_TASK DETAILS:_
Whenever the word "services" appears in a line of the data below, copy that line.

_INPUT FOR THIS TASK:_
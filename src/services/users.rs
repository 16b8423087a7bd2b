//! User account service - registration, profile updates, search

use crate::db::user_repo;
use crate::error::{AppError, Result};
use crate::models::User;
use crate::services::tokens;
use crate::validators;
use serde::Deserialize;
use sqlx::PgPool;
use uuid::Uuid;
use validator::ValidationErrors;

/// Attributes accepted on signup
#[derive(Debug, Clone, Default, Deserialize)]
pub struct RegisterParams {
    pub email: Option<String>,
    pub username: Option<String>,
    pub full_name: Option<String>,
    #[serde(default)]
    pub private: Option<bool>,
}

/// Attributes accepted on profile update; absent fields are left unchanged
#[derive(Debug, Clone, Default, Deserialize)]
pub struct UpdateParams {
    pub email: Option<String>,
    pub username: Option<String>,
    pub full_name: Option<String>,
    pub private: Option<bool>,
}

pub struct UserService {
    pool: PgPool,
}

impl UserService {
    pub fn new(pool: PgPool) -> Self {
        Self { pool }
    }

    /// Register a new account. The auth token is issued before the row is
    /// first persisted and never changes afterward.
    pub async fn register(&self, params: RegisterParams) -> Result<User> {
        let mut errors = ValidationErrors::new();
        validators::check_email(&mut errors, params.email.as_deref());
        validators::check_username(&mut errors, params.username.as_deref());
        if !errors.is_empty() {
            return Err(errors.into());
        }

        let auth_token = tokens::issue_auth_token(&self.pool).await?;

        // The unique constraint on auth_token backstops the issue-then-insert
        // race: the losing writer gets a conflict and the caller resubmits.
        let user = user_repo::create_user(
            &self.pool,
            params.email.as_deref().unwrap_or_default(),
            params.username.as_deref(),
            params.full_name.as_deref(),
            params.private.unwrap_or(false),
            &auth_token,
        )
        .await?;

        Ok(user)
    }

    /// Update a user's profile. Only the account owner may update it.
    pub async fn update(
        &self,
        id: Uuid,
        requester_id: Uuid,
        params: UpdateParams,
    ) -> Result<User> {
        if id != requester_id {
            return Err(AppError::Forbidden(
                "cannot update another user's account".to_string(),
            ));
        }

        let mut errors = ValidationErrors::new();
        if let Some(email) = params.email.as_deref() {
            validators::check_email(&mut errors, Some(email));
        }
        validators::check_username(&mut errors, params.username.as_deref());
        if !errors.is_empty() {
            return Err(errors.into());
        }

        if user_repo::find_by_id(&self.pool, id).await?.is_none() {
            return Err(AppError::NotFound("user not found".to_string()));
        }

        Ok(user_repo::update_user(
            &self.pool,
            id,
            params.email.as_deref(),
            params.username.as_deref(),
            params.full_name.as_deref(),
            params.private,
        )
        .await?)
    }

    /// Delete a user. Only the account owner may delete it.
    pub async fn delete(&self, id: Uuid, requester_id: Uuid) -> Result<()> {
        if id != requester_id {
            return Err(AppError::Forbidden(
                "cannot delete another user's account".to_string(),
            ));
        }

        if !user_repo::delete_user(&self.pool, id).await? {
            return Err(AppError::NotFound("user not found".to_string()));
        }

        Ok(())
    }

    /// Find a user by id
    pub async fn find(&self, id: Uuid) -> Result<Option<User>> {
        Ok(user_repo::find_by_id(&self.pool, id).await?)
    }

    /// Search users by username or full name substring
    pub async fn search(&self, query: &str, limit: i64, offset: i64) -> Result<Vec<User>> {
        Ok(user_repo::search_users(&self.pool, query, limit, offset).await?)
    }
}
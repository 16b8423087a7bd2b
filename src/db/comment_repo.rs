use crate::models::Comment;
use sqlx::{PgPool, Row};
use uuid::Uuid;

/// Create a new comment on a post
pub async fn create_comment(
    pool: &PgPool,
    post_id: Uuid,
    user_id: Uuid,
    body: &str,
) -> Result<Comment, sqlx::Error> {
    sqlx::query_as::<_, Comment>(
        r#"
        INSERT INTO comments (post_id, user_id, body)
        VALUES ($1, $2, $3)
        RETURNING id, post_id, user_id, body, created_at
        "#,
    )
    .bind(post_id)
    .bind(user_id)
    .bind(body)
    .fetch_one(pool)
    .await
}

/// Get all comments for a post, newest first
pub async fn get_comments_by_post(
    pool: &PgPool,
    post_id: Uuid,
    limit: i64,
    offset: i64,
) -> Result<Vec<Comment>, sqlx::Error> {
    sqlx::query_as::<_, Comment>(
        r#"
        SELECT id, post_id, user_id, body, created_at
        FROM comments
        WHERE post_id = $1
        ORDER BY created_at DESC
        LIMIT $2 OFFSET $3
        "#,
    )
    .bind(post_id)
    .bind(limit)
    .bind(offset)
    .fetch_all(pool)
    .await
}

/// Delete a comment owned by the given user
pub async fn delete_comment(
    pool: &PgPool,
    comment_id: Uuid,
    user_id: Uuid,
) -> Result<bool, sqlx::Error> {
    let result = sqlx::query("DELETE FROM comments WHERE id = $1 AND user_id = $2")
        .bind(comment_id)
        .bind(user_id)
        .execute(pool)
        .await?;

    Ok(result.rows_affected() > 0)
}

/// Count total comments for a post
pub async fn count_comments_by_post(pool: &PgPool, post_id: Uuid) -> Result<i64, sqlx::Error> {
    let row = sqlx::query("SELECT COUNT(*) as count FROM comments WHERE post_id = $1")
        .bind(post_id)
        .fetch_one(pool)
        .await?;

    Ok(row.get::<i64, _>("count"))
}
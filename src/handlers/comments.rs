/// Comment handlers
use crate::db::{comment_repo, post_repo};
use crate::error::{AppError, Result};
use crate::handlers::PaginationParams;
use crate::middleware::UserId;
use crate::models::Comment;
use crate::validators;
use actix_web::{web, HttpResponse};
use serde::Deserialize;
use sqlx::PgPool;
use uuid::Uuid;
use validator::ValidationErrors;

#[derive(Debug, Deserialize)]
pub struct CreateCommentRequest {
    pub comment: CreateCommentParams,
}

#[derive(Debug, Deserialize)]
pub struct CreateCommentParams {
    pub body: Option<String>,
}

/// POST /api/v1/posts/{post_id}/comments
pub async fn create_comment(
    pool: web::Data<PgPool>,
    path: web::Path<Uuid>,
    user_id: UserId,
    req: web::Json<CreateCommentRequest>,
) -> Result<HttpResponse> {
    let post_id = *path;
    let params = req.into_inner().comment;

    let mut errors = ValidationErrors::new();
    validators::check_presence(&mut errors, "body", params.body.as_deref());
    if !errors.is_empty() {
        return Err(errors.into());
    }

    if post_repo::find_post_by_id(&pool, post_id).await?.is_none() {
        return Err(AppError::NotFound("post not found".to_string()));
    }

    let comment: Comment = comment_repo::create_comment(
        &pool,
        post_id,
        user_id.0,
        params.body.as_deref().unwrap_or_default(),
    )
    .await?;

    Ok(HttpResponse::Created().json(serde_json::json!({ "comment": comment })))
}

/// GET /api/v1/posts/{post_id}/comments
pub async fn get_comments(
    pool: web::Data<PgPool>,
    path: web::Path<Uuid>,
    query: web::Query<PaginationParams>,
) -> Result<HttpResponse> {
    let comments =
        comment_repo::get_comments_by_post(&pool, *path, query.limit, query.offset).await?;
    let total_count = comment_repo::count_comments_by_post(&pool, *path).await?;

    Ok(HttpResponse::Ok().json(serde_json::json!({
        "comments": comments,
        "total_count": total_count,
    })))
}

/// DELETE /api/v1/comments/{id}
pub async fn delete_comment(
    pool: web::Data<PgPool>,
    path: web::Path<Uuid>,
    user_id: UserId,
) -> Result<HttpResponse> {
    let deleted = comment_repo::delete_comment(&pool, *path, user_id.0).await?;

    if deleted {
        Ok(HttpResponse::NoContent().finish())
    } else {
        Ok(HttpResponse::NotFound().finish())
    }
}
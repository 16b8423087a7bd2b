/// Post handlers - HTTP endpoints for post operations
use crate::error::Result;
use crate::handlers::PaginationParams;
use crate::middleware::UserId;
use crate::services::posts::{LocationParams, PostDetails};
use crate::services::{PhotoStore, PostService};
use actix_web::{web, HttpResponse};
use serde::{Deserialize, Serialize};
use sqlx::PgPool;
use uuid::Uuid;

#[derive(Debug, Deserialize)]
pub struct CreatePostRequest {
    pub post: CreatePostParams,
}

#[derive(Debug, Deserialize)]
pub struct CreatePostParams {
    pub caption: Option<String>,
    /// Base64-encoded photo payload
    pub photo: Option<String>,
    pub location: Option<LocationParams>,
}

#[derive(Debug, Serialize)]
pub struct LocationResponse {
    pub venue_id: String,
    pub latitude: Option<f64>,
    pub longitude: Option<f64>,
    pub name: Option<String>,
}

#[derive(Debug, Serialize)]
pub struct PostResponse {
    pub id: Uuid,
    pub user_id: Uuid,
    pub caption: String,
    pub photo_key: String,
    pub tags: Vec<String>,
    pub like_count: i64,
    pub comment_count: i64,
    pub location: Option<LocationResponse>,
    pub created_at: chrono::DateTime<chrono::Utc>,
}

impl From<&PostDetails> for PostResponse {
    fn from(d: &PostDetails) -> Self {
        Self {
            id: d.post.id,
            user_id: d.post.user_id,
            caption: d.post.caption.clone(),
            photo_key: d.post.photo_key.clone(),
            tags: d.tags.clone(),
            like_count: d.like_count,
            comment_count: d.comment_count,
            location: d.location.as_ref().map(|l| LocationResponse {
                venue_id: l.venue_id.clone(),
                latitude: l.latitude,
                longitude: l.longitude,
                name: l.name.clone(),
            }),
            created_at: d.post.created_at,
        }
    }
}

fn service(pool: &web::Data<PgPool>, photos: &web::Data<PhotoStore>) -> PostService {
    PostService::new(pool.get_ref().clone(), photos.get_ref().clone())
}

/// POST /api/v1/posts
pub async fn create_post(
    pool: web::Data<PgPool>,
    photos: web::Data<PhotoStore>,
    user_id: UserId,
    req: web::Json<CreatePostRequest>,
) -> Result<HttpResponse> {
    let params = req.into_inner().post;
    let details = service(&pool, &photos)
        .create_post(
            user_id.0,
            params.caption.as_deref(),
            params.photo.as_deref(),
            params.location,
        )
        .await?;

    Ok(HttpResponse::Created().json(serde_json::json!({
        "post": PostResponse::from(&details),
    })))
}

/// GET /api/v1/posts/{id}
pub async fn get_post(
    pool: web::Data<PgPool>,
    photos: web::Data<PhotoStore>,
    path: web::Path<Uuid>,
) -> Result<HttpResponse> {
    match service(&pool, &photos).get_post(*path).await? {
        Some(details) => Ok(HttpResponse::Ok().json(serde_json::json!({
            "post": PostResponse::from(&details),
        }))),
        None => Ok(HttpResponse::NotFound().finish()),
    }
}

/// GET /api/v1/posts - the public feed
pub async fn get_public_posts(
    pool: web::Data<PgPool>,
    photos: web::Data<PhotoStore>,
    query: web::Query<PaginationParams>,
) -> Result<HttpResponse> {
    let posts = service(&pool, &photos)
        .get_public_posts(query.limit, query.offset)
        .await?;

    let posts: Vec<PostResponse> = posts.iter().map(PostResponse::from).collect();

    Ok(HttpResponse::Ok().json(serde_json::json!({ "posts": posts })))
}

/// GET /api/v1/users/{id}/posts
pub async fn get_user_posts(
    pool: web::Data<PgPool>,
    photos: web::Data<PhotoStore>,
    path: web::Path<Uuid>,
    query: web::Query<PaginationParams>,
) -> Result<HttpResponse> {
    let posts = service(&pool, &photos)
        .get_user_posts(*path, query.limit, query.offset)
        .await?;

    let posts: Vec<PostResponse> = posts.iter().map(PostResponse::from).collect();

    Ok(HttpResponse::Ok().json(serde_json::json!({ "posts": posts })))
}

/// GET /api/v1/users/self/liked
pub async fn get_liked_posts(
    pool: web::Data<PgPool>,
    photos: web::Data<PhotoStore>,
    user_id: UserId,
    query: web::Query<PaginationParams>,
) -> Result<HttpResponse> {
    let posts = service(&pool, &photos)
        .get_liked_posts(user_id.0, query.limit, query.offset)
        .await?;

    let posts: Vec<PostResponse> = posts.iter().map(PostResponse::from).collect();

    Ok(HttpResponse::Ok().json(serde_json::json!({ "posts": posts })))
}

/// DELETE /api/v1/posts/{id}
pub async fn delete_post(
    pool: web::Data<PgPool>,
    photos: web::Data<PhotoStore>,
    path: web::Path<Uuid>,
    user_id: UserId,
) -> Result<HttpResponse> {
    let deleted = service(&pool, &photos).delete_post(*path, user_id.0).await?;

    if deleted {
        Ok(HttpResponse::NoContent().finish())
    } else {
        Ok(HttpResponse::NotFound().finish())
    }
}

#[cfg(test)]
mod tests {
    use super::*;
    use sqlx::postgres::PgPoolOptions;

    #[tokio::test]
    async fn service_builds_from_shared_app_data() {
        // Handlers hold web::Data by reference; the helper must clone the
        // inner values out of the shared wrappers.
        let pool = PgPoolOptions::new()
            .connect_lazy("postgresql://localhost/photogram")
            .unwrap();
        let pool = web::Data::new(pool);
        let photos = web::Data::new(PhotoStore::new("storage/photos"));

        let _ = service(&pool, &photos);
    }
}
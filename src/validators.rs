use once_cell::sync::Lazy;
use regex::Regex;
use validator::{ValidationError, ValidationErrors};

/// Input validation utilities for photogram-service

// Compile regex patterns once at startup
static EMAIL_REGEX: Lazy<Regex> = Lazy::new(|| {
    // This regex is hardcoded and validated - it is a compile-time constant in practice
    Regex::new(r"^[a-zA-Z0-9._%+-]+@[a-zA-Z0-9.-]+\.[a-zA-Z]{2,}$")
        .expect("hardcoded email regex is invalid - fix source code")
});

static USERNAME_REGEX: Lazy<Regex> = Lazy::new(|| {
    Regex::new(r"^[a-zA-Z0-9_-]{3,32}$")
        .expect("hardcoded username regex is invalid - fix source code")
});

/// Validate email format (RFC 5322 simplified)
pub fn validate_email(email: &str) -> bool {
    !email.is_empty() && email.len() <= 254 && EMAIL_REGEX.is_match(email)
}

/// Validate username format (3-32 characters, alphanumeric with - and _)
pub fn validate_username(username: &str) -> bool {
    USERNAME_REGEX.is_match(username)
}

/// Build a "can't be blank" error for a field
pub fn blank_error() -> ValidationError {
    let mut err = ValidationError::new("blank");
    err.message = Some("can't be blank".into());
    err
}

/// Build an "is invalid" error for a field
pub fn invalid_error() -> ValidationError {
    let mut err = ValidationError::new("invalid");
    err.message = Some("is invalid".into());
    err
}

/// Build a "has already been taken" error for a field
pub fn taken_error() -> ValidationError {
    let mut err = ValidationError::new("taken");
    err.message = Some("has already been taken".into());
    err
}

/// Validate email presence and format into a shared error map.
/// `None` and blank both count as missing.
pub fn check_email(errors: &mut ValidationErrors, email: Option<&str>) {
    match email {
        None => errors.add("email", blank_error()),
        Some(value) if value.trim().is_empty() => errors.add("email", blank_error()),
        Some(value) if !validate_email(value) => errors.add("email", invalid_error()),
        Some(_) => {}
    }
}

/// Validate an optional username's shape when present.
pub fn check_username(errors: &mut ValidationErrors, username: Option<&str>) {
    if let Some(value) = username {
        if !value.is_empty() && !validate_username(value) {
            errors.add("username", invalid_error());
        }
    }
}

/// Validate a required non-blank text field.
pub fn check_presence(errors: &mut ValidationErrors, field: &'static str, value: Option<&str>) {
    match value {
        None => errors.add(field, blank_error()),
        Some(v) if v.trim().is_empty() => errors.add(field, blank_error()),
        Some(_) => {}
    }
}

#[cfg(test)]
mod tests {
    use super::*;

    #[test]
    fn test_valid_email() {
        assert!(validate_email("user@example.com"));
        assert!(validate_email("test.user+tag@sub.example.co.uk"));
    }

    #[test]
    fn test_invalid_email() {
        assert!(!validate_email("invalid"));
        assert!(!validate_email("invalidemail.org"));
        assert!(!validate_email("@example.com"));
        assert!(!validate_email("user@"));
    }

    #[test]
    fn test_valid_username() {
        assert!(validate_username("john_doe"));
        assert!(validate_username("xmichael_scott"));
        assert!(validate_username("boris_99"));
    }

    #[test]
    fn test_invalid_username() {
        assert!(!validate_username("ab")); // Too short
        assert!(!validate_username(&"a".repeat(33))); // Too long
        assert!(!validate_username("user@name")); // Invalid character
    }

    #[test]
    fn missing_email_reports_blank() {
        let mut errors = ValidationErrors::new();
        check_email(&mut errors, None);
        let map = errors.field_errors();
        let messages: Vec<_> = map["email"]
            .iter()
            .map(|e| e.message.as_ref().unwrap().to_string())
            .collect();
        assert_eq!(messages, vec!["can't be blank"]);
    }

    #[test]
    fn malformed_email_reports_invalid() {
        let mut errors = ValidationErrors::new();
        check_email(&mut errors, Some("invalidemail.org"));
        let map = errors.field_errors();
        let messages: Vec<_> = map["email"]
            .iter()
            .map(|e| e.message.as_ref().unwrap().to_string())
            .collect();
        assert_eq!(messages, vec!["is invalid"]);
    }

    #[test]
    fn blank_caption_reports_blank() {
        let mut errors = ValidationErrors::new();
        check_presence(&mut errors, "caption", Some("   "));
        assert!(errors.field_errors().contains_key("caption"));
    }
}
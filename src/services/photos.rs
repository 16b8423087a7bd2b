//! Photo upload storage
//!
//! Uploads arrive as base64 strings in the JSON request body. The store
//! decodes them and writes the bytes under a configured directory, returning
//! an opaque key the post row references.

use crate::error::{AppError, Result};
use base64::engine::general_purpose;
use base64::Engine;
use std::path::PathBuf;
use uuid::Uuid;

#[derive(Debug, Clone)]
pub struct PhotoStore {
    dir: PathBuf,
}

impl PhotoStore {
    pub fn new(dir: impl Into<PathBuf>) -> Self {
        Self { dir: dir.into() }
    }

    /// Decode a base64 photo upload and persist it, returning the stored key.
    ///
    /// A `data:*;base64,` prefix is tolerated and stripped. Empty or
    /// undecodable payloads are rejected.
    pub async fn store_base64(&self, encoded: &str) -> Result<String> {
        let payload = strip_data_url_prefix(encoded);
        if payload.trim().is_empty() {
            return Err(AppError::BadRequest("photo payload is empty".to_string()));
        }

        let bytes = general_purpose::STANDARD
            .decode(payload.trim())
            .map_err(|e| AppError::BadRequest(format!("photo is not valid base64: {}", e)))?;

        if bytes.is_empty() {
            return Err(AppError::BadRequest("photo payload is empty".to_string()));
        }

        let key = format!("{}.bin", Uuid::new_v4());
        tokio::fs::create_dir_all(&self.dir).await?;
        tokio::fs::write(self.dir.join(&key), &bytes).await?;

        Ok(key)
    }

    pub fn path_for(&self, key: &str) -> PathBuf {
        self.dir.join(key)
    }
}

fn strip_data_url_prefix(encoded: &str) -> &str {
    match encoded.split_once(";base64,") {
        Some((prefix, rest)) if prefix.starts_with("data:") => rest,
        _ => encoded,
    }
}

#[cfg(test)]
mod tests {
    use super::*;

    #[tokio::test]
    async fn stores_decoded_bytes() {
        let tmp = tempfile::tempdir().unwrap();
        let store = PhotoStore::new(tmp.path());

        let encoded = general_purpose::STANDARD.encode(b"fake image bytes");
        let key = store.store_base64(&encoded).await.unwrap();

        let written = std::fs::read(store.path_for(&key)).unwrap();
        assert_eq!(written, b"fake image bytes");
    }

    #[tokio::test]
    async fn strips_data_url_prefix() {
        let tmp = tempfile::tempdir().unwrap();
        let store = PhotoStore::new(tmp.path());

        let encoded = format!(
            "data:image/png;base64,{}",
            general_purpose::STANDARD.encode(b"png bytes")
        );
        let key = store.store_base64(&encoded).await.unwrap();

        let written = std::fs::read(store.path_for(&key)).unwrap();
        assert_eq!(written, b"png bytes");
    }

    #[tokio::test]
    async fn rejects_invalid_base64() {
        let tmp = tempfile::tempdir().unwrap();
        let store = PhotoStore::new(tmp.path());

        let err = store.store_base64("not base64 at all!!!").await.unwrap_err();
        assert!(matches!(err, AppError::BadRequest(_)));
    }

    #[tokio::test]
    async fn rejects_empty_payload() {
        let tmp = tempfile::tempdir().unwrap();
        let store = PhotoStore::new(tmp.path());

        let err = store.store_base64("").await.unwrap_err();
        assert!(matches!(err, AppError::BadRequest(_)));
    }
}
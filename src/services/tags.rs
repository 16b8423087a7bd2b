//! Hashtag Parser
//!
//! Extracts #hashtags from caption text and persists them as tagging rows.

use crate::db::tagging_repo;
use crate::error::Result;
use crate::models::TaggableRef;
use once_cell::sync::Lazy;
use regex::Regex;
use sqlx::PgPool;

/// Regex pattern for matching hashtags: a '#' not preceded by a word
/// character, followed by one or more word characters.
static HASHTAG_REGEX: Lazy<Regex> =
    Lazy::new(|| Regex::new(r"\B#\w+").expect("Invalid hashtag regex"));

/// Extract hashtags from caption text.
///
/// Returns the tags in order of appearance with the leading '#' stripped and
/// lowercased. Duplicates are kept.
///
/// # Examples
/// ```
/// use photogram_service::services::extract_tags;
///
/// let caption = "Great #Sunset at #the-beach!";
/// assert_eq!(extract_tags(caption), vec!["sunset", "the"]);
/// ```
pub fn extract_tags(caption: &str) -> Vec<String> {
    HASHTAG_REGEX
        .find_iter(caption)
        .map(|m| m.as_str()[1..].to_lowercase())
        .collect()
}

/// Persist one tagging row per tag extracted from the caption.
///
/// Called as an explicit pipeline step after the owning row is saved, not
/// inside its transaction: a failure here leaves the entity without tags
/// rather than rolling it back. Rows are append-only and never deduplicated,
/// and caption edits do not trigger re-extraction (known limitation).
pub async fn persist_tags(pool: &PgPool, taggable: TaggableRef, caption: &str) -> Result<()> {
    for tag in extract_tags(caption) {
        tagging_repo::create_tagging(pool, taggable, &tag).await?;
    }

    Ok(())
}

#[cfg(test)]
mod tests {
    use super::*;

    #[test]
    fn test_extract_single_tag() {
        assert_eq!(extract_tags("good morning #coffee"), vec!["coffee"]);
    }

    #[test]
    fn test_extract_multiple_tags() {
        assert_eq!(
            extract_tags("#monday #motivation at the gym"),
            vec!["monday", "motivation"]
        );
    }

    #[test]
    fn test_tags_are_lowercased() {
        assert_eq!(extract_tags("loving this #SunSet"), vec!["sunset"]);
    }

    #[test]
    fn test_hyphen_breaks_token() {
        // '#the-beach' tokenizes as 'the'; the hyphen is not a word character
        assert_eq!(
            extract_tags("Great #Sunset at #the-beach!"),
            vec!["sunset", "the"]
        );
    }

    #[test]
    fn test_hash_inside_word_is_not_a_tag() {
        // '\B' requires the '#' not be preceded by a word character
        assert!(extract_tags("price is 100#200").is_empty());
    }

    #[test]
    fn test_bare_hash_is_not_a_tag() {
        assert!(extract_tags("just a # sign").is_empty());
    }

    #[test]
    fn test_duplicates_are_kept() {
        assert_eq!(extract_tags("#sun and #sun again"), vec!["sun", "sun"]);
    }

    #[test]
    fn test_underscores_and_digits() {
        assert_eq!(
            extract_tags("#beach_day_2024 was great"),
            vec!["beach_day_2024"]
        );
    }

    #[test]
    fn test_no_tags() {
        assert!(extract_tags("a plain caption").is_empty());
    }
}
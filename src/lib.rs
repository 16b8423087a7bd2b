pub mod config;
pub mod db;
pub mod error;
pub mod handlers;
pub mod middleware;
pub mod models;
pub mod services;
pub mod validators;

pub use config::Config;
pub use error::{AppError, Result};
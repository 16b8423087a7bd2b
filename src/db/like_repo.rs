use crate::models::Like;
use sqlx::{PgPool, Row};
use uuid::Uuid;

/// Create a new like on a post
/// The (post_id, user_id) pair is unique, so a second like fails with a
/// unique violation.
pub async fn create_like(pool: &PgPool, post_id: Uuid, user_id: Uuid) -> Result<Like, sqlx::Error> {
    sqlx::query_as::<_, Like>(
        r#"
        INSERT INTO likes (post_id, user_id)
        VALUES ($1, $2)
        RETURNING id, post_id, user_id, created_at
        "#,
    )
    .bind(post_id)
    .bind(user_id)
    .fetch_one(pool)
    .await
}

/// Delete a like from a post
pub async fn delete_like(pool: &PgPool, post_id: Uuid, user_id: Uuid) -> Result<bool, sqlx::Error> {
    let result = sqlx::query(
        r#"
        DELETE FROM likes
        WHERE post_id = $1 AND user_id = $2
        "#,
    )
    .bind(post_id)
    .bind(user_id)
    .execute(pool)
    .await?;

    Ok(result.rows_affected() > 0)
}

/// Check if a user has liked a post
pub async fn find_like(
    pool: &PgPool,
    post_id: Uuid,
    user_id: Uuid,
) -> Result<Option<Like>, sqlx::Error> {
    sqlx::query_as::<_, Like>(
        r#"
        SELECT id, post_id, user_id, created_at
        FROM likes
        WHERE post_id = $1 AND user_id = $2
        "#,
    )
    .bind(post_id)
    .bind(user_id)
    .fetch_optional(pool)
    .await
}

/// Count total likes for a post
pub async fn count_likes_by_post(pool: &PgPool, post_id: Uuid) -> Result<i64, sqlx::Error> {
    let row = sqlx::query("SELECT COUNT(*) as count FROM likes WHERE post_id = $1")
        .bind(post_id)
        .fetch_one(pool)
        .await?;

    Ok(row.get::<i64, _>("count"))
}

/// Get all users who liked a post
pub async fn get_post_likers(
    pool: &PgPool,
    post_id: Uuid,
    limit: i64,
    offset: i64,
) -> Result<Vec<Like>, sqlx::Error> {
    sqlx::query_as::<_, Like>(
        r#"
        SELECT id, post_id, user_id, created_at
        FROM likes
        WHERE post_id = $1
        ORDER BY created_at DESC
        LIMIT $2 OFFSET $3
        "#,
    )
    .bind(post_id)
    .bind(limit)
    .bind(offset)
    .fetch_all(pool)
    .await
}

_RESPONSE AREA:_
filename src/services/users.rs
use crate::services::tokens;
use crate::services::posts::{LocationParams, PostDetails};
use crate::services::{PhotoStore, PostService};
filename src/services/photos.rs
filename src/services/tags.rs
/// use photogram_service::services::extract_tags;
pub mod services;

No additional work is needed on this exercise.